The result was a new shot sculpting toolset that allowed for sculpting of characters for specific scenes, or to sculpt bulging muscles or give rigid props extra animation.
This is an excerpt from issue #9 of befores & afters magazine, which is a full issue on feature animation.
A quick history
For many years, Animal Logic was an ‘XSI house’, with a pipeline built around Softimage XSI, including on The LEGO Movies produced by the studio. When Autodesk retired XSI, the studio began development of a new pipeline based on Maya.
“We built a new heavily USD-based pipeline from scratch, within Maya for animation and rigging,” explains Animal Logic R&D engineering manager Valérie Bernard. “However, even then the focus remained on realism, such as the CG characters for the Peter Rabbit films. For rigging, there was a lot of emphasis on mostly skin and blend shapes. Then, Super-Pets came around and suddenly it was more of a traditional squash and stretch-based film, which we hadn’t really done before.”
“All of our VFX rigs tended to have locked off scale nodes,” adds Animal Logic animation supervisor David Burgess. “You couldn’t squash or stretch or scale. Everything is what it is. The only way you can go past that is to put post-shape deformers on there, which is an extra layer and it gets super, super complicated.”

The need for a solution
In addition to the desire to allow for animators to shot sculpt on an existing rig for Super-Pets, many of the creative requirements for a new approach to rigging and animation came from draw-overs made during the notes process with the directors on the film. Animal Logic wanted a way to match the silhouette of their CG character to the particular draw-over, which often harked back to the initial early concepts.
Effectively, this involved ‘breaking’ the rigs so that the characters could be taken off-model where needed. But it was more than that. Those tasks are more often than not things done by sending the model back to rigging, or handing it to the character effects (CFX) department to deal with mesh deformation and sculpting, since animation does not usually have tools to manipulate the mesh beyond the rig controls.
Instead, Animal Logic developed a shot sculpting toolset to, as Bernard explains, “give animators the freedom to be able to do things that weren’t really quite expected of the rig. It was about growing the rigging toolset and putting it in the hands of animators.”

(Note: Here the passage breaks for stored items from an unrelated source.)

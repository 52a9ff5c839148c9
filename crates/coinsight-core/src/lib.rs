//! # Coinsight Core
//!
//! 코인 신호 분석기의 핵심 도메인 모델 및 타입을 제공합니다.
//!
//! 이 크레이트는 분석 파이프라인 전반에서 사용되는 기본 타입을 제공합니다:
//! - 가격 시계열 및 Decimal 유틸리티
//! - 기술적/심리/최종 신호 결과 타입
//! - 코인 메타데이터
//! - 설정 관리
//! - 로깅 인프라
//! - 공통 에러 타입

pub mod config;
pub mod domain;
pub mod error;
pub mod logging;
pub mod types;

pub use config::*;
pub use domain::*;
pub use error::*;
pub use logging::*;
pub use types::*;
//! 로그인 시도 횟수와 잠금 흐름 테스트.

use std::sync::Arc;

use chrono::{DateTime, Duration, TimeZone, Utc};
use coinsight_auth::{
    hash_password, Authenticator, InMemorySessionStore, LoginContext, LoginOutcome, SessionStore,
};
use coinsight_core::AuthConfig;

const PASSWORD: &str = "correct-horse-42";

fn authenticator() -> Authenticator<InMemorySessionStore> {
    let config = AuthConfig {
        username: "admin".to_string(),
        password_hash: Some(hash_password(PASSWORD).unwrap()),
        max_attempts: 3,
        lockout_minutes: 5,
    };
    Authenticator::from_config(&config, InMemorySessionStore::new()).unwrap()
}

fn t0() -> DateTime<Utc> {
    Utc.with_ymd_and_hms(2024, 6, 1, 9, 0, 0).unwrap()
}

#[tokio::test]
async fn test_three_failures_lock_the_session() {
    let auth = authenticator();
    let ctx = LoginContext::at("session-a", t0());

    let mut remaining = Vec::new();
    for _ in 0..3 {
        match auth.check_login(&ctx, "admin", "wrong").await.unwrap() {
            LoginOutcome::Rejected { remaining_attempts } => remaining.push(remaining_attempts),
            other => panic!("expected rejection, got {:?}", other),
        }
    }
    assert_eq!(remaining, vec![2, 1, 0]);

    // 잠긴 동안에는 올바른 비밀번호도 거부
    let later = LoginContext::at("session-a", t0() + Duration::minutes(2));
    match auth.check_login(&later, "admin", PASSWORD).await.unwrap() {
        LoginOutcome::LockedOut { retry_after } => assert_eq!(retry_after, Duration::minutes(3)),
        other => panic!("expected lockout, got {:?}", other),
    }
    assert!(!auth.is_authenticated("session-a").await.unwrap());
}

#[tokio::test]
async fn test_lockout_expires_and_counter_resets() {
    let auth = authenticator();
    let ctx = LoginContext::at("session-a", t0());
    for _ in 0..3 {
        auth.check_login(&ctx, "admin", "wrong").await.unwrap();
    }

    let after = LoginContext::at("session-a", t0() + Duration::minutes(5));
    assert_eq!(
        auth.check_login(&after, "admin", "still-wrong").await.unwrap(),
        LoginOutcome::Rejected { remaining_attempts: 2 }
    );
    assert_eq!(
        auth.check_login(&after, "admin", PASSWORD).await.unwrap(),
        LoginOutcome::Authenticated
    );
}

#[tokio::test]
async fn test_success_resets_failed_attempts() {
    let store = InMemorySessionStore::new();
    let config = AuthConfig {
        username: "admin".to_string(),
        password_hash: Some(hash_password(PASSWORD).unwrap()),
        max_attempts: 3,
        lockout_minutes: 5,
    };
    let auth = Authenticator::from_config(&config, store).unwrap();
    let ctx = LoginContext::at("session-a", t0());

    auth.check_login(&ctx, "admin", "wrong").await.unwrap();
    auth.check_login(&ctx, "admin", "wrong").await.unwrap();
    assert!(auth
        .check_login(&ctx, "admin", PASSWORD)
        .await
        .unwrap()
        .is_authenticated());

    auth.logout("session-a").await.unwrap();
    assert_eq!(
        auth.check_login(&ctx, "admin", "wrong").await.unwrap(),
        LoginOutcome::Rejected { remaining_attempts: 2 }
    );
}

#[tokio::test]
async fn test_sessions_do_not_share_attempts() {
    let auth = authenticator();
    let a = LoginContext::at("session-a", t0());
    let b = LoginContext::at("session-b", t0());

    for _ in 0..3 {
        auth.check_login(&a, "admin", "wrong").await.unwrap();
    }

    assert!(matches!(
        auth.check_login(&a, "admin", PASSWORD).await.unwrap(),
        LoginOutcome::LockedOut { .. }
    ));
    assert_eq!(
        auth.check_login(&b, "admin", PASSWORD).await.unwrap(),
        LoginOutcome::Authenticated
    );
}

#[tokio::test]
async fn test_store_records_lock_deadline() {
    let store = Arc::new(InMemorySessionStore::new());
    let config = AuthConfig {
        username: "admin".to_string(),
        password_hash: Some(hash_password(PASSWORD).unwrap()),
        max_attempts: 1,
        lockout_minutes: 10,
    };
    let auth = Authenticator::from_config(&config, store.clone()).unwrap();
    let ctx = LoginContext::at("s", t0());

    assert_eq!(
        auth.check_login(&ctx, "admin", "nope").await.unwrap(),
        LoginOutcome::Rejected { remaining_attempts: 0 }
    );

    let record = store.get("s").await.unwrap().unwrap();
    assert_eq!(record.failed_attempts, 1);
    assert_eq!(record.locked_until, Some(t0() + Duration::minutes(10)));
    assert!(!record.authenticated);
}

“One of the great examples of where it was used was for PB the pig when she grows in the car,” continues Bernard. “She gets smooshed by the car and it’s really not something that we’d want rigging to spend time on because it would require a very specific rig just for a few shots. So this is where we put the tools in the hands of animation to be able to do wacky things that are really just one-offs.”

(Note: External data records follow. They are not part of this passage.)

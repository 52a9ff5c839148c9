//! 터미널 로그인 절차.
//!
//! `COINSIGHT_PASSWORD`가 있으면 한 번만 시도하고, 없으면 표준 입력으로
//! 최대 허용 횟수까지 비밀번호를 묻습니다.

use std::io::{self, BufRead, Write};

use anyhow::{Context, Result};
use coinsight_auth::{Authenticator, LoginContext, LoginOutcome, SessionStore};
use tracing::info;

/// 비밀번호 환경 변수.
pub const PASSWORD_ENV: &str = "COINSIGHT_PASSWORD";

/// 로그인 절차를 진행합니다.
///
/// 인증되면 세션 토큰을, 거부되거나 잠기면 `None`을 반환합니다.
pub async fn login<S: SessionStore>(
    auth: &Authenticator<S>,
    username: Option<String>,
) -> Result<Option<String>> {
    if auth.uses_default_password() {
        eprintln!(
            "warning: using the built-in development password. \
             Set APP_USERNAME and APP_PASSWORD_HASH for real deployments."
        );
    }

    let session = LoginContext::new_session().session_token;
    let username = match username {
        Some(name) => name,
        None => prompt("Username")?,
    };

    let env_password = std::env::var(PASSWORD_ENV).ok().filter(|p| !p.is_empty());
    let interactive = env_password.is_none();
    let mut pending = env_password;

    loop {
        let password = match pending.take() {
            Some(password) => password,
            None => prompt("Password")?,
        };

        let ctx = LoginContext::new(session.clone());
        match auth.check_login(&ctx, &username, &password).await? {
            LoginOutcome::Authenticated => {
                info!(username = %username, "인증 완료");
                eprintln!("Login successful.");
                return Ok(Some(session));
            }
            LoginOutcome::Rejected { remaining_attempts } => {
                eprintln!(
                    "Invalid credentials. {} attempt(s) remaining.",
                    remaining_attempts
                );
                if remaining_attempts == 0 || !interactive {
                    return Ok(None);
                }
            }
            LoginOutcome::LockedOut { retry_after } => {
                eprintln!(
                    "Too many failed attempts. Try again in {} minute(s).",
                    (retry_after.num_seconds() + 59) / 60
                );
                return Ok(None);
            }
        }
    }
}

fn prompt(label: &str) -> Result<String> {
    let mut stderr = io::stderr();
    write!(stderr, "{}: ", label)?;
    stderr.flush()?;

    let mut line = String::new();
    let read = io::stdin()
        .lock()
        .read_line(&mut line)
        .with_context(|| format!("failed to read {}", label.to_lowercase()))?;
    if read == 0 {
        anyhow::bail!("no {} provided on standard input", label.to_lowercase());
    }

    Ok(line.trim_end_matches(['\r', '\n']).to_string())
}
//! 외부 데이터 조회.
//!
//! 이 crate는 다음을 제공합니다:
//! - CoinGecko 가격 이력 및 코인 메타데이터 클라이언트
//! - alternative.me 공포/탐욕 지수 클라이언트
//! - 에러 종류별 대기 시간을 갖는 재사용 가능한 재시도 정책
//! - 분석 파이프라인이 의존하는 Provider 트레이트

pub mod error;
pub mod provider;
pub mod retry;

pub use error::{DataError, Result};
pub use provider::{
    normalize_coin_id, CoinGeckoClient, FearGreedClient, FearGreedReading, MarketDataProvider,
    SentimentProvider, API_KEY_HEADER,
};
pub use retry::{RetryPolicy, RetryableError};
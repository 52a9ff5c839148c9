//! 로그인 게이트.
//!
//! 이 crate는 다음을 제공합니다:
//! - Argon2id 비밀번호 해싱/검증
//! - 세션 토큰별 실패 횟수와 잠금을 보관하는 주입형 세션 저장소
//! - 요청 단위 컨텍스트를 받는 로그인 검사기

pub mod authenticator;
pub mod error;
pub mod password;
pub mod store;

pub use authenticator::{Authenticator, LoginContext, LoginOutcome};
pub use error::{AuthError, AuthResult};
pub use password::{
    hash_password, password_warnings, validate_hash, verify_password, PasswordError,
    DEFAULT_DEV_PASSWORD,
};
pub use store::{InMemorySessionStore, SessionRecord, SessionStore};
//! CLI 명령어 구현 모듈.

pub mod analyze;
pub mod hash_password;
pub mod login;
//! 최종 신호 결합기.
//!
//! 기술적 결과와 심리 결과를 고정 가중치로 혼합하고 추천 등급을 결정합니다.
//!
//! 판정 순서 (처음 일치하는 규칙 적용):
//! 1. 기술적 매수 계열 + 심리 점수 > 60 → PriorityBuy
//! 2. 기술적 매도 계열 + 심리 점수 < 40 → CautionSell
//! 3. 그 외 → Monitor

use coinsight_core::{
    FinalLabel, FinalSignal, ScoringConfig, SentimentResult, TechnicalResult,
};
use rust_decimal::Decimal;
use tracing::debug;

const MAX_BLENDED_SCORE: Decimal = Decimal::ONE_HUNDRED;

/// 최종 신호 결합기.
#[derive(Debug, Clone, Default)]
pub struct SignalCombiner {
    config: ScoringConfig,
}

impl SignalCombiner {
    /// 지정한 점수 설정으로 생성합니다.
    pub fn new(config: ScoringConfig) -> Self {
        Self { config }
    }

    /// 두 결과를 결합합니다.
    ///
    /// 혼합 점수 = 기술적 신뢰도 × 0.7 + 심리 점수 × 0.3 (0~100으로 제한)
    pub fn combine(&self, technical: &TechnicalResult, sentiment: &SentimentResult) -> FinalSignal {
        let blended = Decimal::from(technical.confidence) * self.config.technical_weight
            + Decimal::from(sentiment.score) * self.config.sentiment_weight;
        let blended_score = blended.clamp(Decimal::ZERO, MAX_BLENDED_SCORE);

        let label = if technical.signal.is_bullish()
            && sentiment.score > self.config.priority_buy_sentiment_min
        {
            FinalLabel::PriorityBuy
        } else if technical.signal.is_bearish()
            && sentiment.score < self.config.caution_sell_sentiment_max
        {
            FinalLabel::CautionSell
        } else {
            FinalLabel::Monitor
        };

        debug!(
            technical = %technical.signal,
            sentiment_score = sentiment.score,
            blended = %blended_score,
            label = %label,
            "최종 신호 결합"
        );

        FinalSignal::new(label, blended_score)
    }
}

Another example was Whiskers the cat. The character was only in a few scenes of the film, i.e. her rig was not a hero rig. This meant that animators could use the shot sculpting toolset to ‘plus’ the rig. “The animators were able to get her to look so appealing” marvels Burgess. “They really pushed the look, especially when she’s fighting the Super Pets with her super-powers. She’s totally adorable, and she did not look that way in the pre-sculpting pass.”